Here are two, actually one and a half, that I saw on the Disney channel:
The Rookie. Dennis Quaid in the true story of a 35-year-old high-school science teacher and baseball coach in rural Texas, still reminiscing about his brief early career as a minor-league pitcher, derailed by arm injuries. When he discovers he still has his sizzling fastball, his team convince him to go for the major-league tryouts. (This must be to get rid of him. I can't believe a bunch of high-school boys would really care about their coach's lost dreams.) So he goes, and Tampa Bay signs him, despite his age. He relief-pitches in the minors for a couple months, and is just about to quit and come home when, near the end of the season, he's called up to the majors. When they play a road game in Texas, the entire town drives 300 miles to see him in the big lights. Fortunately he's called in near the end of the game. He strikes out a demon hitter in three fast pitches (in real life it took him four), and everyone cheers him after the game. The end.

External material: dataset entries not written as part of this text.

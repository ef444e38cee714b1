use std::collections::HashMap;
use std::fs;
use std::path::{Path, PathBuf};

use directories::ProjectDirs;
use serde::{Deserialize, Serialize};

use crate::dates::Locale;
use crate::error::ConfigError;

pub const CONFIG_FILE: &str = "sitecards.toml";

/// Runtime settings. Loaded from TOML, then overridden by `SITECARDS_*` env vars.
#[derive(Debug, Clone, PartialEq, Serialize, Deserialize)]
#[serde(default)]
pub struct Config {
    /// Endpoint the panel is seeded with.
    pub endpoint: String,
    /// Panel heading.
    pub title: String,
    pub locale: Locale,
    /// Fetch the seeded endpoint as soon as the panel mounts.
    pub fetch_on_mount: bool,
    pub user_agent: String,
    /// Overrides for user-visible strings, keyed like the built-in catalog.
    pub strings: HashMap<String, String>,
}

impl Default for Config {
    fn default() -> Self {
        Self {
            endpoint: "https://haxtheweb.org/".to_string(),
            title: "HAX site search".to_string(),
            locale: Locale::EnUs,
            fetch_on_mount: false,
            user_agent: concat!("sitecards/", env!("CARGO_PKG_VERSION")).to_string(),
            strings: HashMap::new(),
        }
    }
}

impl Config {
    /// `<config dir>/sitecards.toml` for the current user, when one can be determined.
    pub fn default_path() -> Option<PathBuf> {
        ProjectDirs::from("dev", "sitecards", "sitecards").map(|p| p.config_dir().join(CONFIG_FILE))
    }

    pub fn from_toml_str(s: &str, origin: &str) -> Result<Self, ConfigError> {
        toml::from_str(s).map_err(|source| ConfigError::Parse { path: origin.to_string(), source })
    }

    /// An explicit `path` must exist. Without one, the default location is used if present.
    pub fn load(path: Option<&Path>) -> Result<Self, ConfigError> {
        let path = match path {
            Some(p) => p.to_path_buf(),
            None => match Self::default_path() {
                Some(p) if p.exists() => p,
                _ => return Ok(Self::default()),
            },
        };
        let shown = path.display().to_string();
        let raw = fs::read_to_string(&path).map_err(|source| ConfigError::Read { path: shown.clone(), source })?;
        Self::from_toml_str(&raw, &shown)
    }

    pub fn apply_env(&mut self) -> Result<(), ConfigError> {
        self.apply_overrides(|k| std::env::var(k).ok())
    }

    pub(crate) fn apply_overrides(&mut self, lookup: impl Fn(&str) -> Option<String>) -> Result<(), ConfigError> {
        if let Some(v) = lookup("SITECARDS_ENDPOINT").filter(|v| !v.trim().is_empty()) {
            self.endpoint = v.trim().to_string();
        }
        if let Some(v) = lookup("SITECARDS_LOCALE") {
            self.locale = v.parse()?;
        }
        if let Some(v) = lookup("SITECARDS_FETCH_ON_MOUNT") {
            self.fetch_on_mount = matches!(v.trim().to_ascii_lowercase().as_str(), "1" | "true" | "yes" | "on");
        }
        if let Some(v) = lookup("SITECARDS_USER_AGENT").filter(|v| !v.trim().is_empty()) {
            self.user_agent = v;
        }
        Ok(())
    }
}
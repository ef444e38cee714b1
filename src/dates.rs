use std::fmt;
use std::str::FromStr;

use chrono::{DateTime, Datelike, NaiveDate, NaiveDateTime, Utc};
use serde::{Deserialize, Serialize};
use serde_json::Value;

use crate::error::ConfigError;

/// Epoch values above this are taken as milliseconds rather than seconds.
const MILLIS_THRESHOLD: i64 = 100_000_000_000;

/// Calendar date layout used for card dates.
#[derive(Debug, Clone, Copy, PartialEq, Eq, Default, Serialize, Deserialize)]
#[serde(try_from = "String", into = "String")]
pub enum Locale {
    #[default]
    EnUs,
    EnGb,
    DeDe,
    Iso,
}

impl Locale {
    pub fn tag(&self) -> &'static str {
        match self {
            Locale::EnUs => "en-US",
            Locale::EnGb => "en-GB",
            Locale::DeDe => "de-DE",
            Locale::Iso => "iso",
        }
    }

    pub fn format(&self, date: NaiveDate) -> String {
        let (y, m, d) = (date.year(), date.month(), date.day());
        match self {
            Locale::EnUs => format!("{m}/{d}/{y}"),
            Locale::EnGb => format!("{d:02}/{m:02}/{y}"),
            Locale::DeDe => format!("{d}.{m}.{y}"),
            Locale::Iso => format!("{y:04}-{m:02}-{d:02}"),
        }
    }
}

impl fmt::Display for Locale {
    fn fmt(&self, f: &mut fmt::Formatter<'_>) -> fmt::Result {
        f.write_str(self.tag())
    }
}

impl FromStr for Locale {
    type Err = ConfigError;

    fn from_str(s: &str) -> Result<Self, Self::Err> {
        match s.trim().replace('_', "-").to_ascii_lowercase().as_str() {
            "en" | "en-us" => Ok(Locale::EnUs),
            "en-gb" => Ok(Locale::EnGb),
            "de" | "de-de" => Ok(Locale::DeDe),
            "iso" | "iso-8601" => Ok(Locale::Iso),
            _ => Err(ConfigError::UnknownLocale(s.to_string())),
        }
    }
}

impl TryFrom<String> for Locale {
    type Error = ConfigError;
    fn try_from(s: String) -> Result<Self, Self::Error> { s.parse() }
}

impl From<Locale> for String {
    fn from(l: Locale) -> Self { l.tag().to_string() }
}

/// Format a manifest date for display. Missing or unparseable input gives an empty string.
pub fn format_date(value: Option<&Value>, locale: Locale) -> String {
    value
        .and_then(parse_date)
        .map(|d| locale.format(d))
        .unwrap_or_default()
}

/// Interpret a manifest date value: epoch seconds (or milliseconds), RFC 3339, or a bare date.
pub fn parse_date(value: &Value) -> Option<NaiveDate> {
    match value {
        Value::Number(n) => n
            .as_i64()
            .or_else(|| n.as_f64().and_then(float_secs))
            .and_then(from_epoch),
        Value::String(s) => parse_date_str(s),
        _ => None,
    }
}

fn parse_date_str(s: &str) -> Option<NaiveDate> {
    let s = s.trim();
    if s.is_empty() {
        return None;
    }
    if s.bytes().all(|b| b.is_ascii_digit()) {
        return s.parse::<i64>().ok().and_then(from_epoch);
    }
    if let Ok(dt) = DateTime::parse_from_rfc3339(s) {
        return Some(dt.with_timezone(&Utc).date_naive());
    }
    if let Ok(d) = NaiveDate::parse_from_str(s, "%Y-%m-%d") {
        return Some(d);
    }
    ["%Y-%m-%dT%H:%M:%S", "%Y-%m-%d %H:%M:%S", "%Y-%m-%dT%H:%M:%S%.f"]
        .iter()
        .find_map(|fmt| NaiveDateTime::parse_from_str(s, fmt).ok())
        .map(|dt| dt.date())
}

// Floats outside the i64 range would saturate on cast; treat them as garbage.
fn float_secs(f: f64) -> Option<i64> {
    (f.is_finite() && f >= i64::MIN as f64 && f < i64::MAX as f64).then(|| f as i64)
}

fn from_epoch(raw: i64) -> Option<NaiveDate> {
    let secs = if raw.unsigned_abs() > MILLIS_THRESHOLD as u64 { raw / 1000 } else { raw };
    DateTime::<Utc>::from_timestamp(secs, 0).map(|dt| dt.date_naive())
}

#[cfg(test)]
mod tests {
    use super::*;
    use serde_json::json;

    #[test]
    fn bare_date_formats_per_locale() {
        let v = json!("2024-01-01");
        assert_eq!(format_date(Some(&v), Locale::EnUs), "1/1/2024");
        assert_eq!(format_date(Some(&v), Locale::EnGb), "01/01/2024");
        assert_eq!(format_date(Some(&v), Locale::DeDe), "1.1.2024");
        assert_eq!(format_date(Some(&v), Locale::Iso), "2024-01-01");
    }

    #[test]
    fn rfc3339_is_taken_in_utc() {
        let v = json!("2024-03-09T23:30:00-05:00");
        assert_eq!(format_date(Some(&v), Locale::Iso), "2024-03-10");
    }

    #[test]
    fn epoch_seconds_and_millis() {
        // 2023-11-14T22:13:20Z
        assert_eq!(format_date(Some(&json!(1_700_000_000)), Locale::Iso), "2023-11-14");
        assert_eq!(format_date(Some(&json!(1_700_000_000_000i64)), Locale::Iso), "2023-11-14");
        assert_eq!(format_date(Some(&json!("1700000000")), Locale::Iso), "2023-11-14");
    }

    #[test]
    fn missing_or_garbage_is_empty() {
        assert_eq!(format_date(None, Locale::EnUs), "");
        assert_eq!(format_date(Some(&Value::Null), Locale::EnUs), "");
        assert_eq!(format_date(Some(&json!("yesterday-ish")), Locale::EnUs), "");
        assert_eq!(format_date(Some(&json!("")), Locale::EnUs), "");
        assert_eq!(format_date(Some(&json!({"a": 1})), Locale::EnUs), "");
        assert_eq!(format_date(Some(&json!(true)), Locale::EnUs), "");
    }

    #[test]
    fn extreme_numbers_do_not_panic() {
        let min: Value = serde_json::from_str("-9223372036854775808").unwrap();
        assert_eq!(format_date(Some(&min), Locale::Iso), "");
        assert_eq!(format_date(Some(&json!(i64::MAX)), Locale::Iso), "");
        assert_eq!(format_date(Some(&json!(-1e300)), Locale::Iso), "");
        assert_eq!(format_date(Some(&json!(1e300)), Locale::Iso), "");
        assert_eq!(format_date(Some(&json!(u64::MAX)), Locale::Iso), "");
        assert_eq!(format_date(Some(&json!("99999999999999999999999")), Locale::Iso), "");
        // fractional seconds are truncated
        assert_eq!(format_date(Some(&json!(1_700_000_000.75)), Locale::Iso), "2023-11-14");
    }

    #[test]
    fn locale_parsing() {
        assert_eq!("en_US".parse::<Locale>().unwrap(), Locale::EnUs);
        assert_eq!("DE-de".parse::<Locale>().unwrap(), Locale::DeDe);
        assert!("xx-YY".parse::<Locale>().is_err());
    }
}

It doesn't say what happened next. Actually it says he pitched for two seasons. That's not true. He pitched in two seasons. He played briefly at the end of 1999. Then in 2000 his arm problems started to come back. Early in the season he was called in to face an extra inning, tie score of course, bases loaded. And he walked the first batter. I don't know that much about baseball strategy but I do know that that's one situation where you really really don't want to walk the batter. He was immediately cut, and that was the end of that. Was it worth the trouble for such a petty result? Did he achieve his long-sought satisfaction from such a meager crumb of a pro career? Or was it enough to be able to say, "I was a major-league pitcher," even if it was only for a moment?

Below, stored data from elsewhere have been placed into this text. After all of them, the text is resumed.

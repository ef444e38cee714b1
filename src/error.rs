use thiserror::Error;

/// Reasons a query against a site endpoint can fail.
///
/// The panel treats every variant the same way: the result set is cleared, the
/// message becomes user-visible and the loading flag drops.
#[derive(Debug, Clone, PartialEq, Eq, Error)]
pub enum PanelError {
    #[error("Please enter a site URL")]
    EmptyInput,
    #[error("Invalid URL: {0}")]
    MalformedUrl(String),
    #[error("{0}")]
    NetworkFailure(String),
    #[error("Invalid site.json schema")]
    SchemaViolation,
}

/// Failure at the transport seam, before any status or body is available.
#[derive(Debug, Error)]
pub enum TransportError {
    #[error("failed to build HTTP client: {message}")]
    Client { message: String },
    #[error("request to {url} failed: {message}")]
    Request { url: String, message: String },
    #[error("failed to read response body from {url}: {message}")]
    Body { url: String, message: String },
}

#[derive(Debug, Error)]
pub enum ConfigError {
    #[error("failed to read config {path}: {source}")]
    Read {
        path: String,
        #[source]
        source: std::io::Error,
    },
    #[error("failed to parse config {path}: {source}")]
    Parse {
        path: String,
        #[source]
        source: toml::de::Error,
    },
    #[error("unknown locale: {0}")]
    UnknownLocale(String),
}

impl From<TransportError> for PanelError {
    fn from(e: TransportError) -> Self {
        PanelError::NetworkFailure(e.to_string())
    }
}
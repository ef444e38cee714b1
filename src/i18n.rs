use std::collections::HashMap;

/// Lookup for user-visible strings, injected into components at construction.
pub trait Translator: Send + Sync {
    fn translate(&self, key: &str) -> String;
}

const ENGLISH: &[(&str, &str)] = &[
    ("description", "Description"),
    ("date-created", "Date Created"),
    ("last-updated", "Last Updated"),
    ("read-time", "Read Time"),
    ("minutes", "minutes"),
    ("theme", "Theme"),
    ("view-source", "View page source"),
    ("search-input", "Search input"),
    ("search-label", "Search articles in HAX:"),
    ("analyze", "Analyze"),
    ("loading", "Loading..."),
    ("not-compatible", "This site is not compatible with HAX"),
];

/// String table with built-in English defaults and optional overrides.
#[derive(Debug, Clone)]
pub struct Catalog {
    strings: HashMap<String, String>,
}

impl Catalog {
    pub fn english() -> Self {
        let strings = ENGLISH.iter().map(|(k, v)| (k.to_string(), v.to_string())).collect();
        Self { strings }
    }

    /// English defaults with `overrides` layered on top.
    pub fn with_overrides(overrides: &HashMap<String, String>) -> Self {
        let mut c = Self::english();
        for (k, v) in overrides {
            c.strings.insert(k.clone(), v.clone());
        }
        c
    }
}

impl Default for Catalog {
    fn default() -> Self { Self::english() }
}

impl Translator for Catalog {
    fn translate(&self, key: &str) -> String {
        self.strings.get(key).cloned().unwrap_or_else(|| key.to_string())
    }
}

#[cfg(test)]
mod tests {
    use super::*;

    #[test]
    fn overrides_replace_defaults_and_unknown_keys_echo() {
        let mut o = HashMap::new();
        o.insert("analyze".to_string(), "Analyser".to_string());
        let c = Catalog::with_overrides(&o);
        assert_eq!(c.translate("analyze"), "Analyser");
        assert_eq!(c.translate("theme"), "Theme");
        assert_eq!(c.translate("no-such-key"), "no-such-key");
    }
}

The Sandlot: Heading Home. According to a list I saw of films on the Disney channel, The Sandlot was a charming coming-of-age comedy. But it turns out not to be on the Disney channel. I didn't realize at the time I watched this, the only listing that came up, that it wasn't the original movie but the second direct-to-video sequel, and it really sucks. A pompous self-centered major-league hitter is magically transported back to his 12-year-old self and his sandlot team of the time, where his inability to grasp what's going on, despite the fact that he should recognize the settings and notice that even guys he still knew as adults are now, like, 12 years old, goes on long past plausibility, so I turned it off.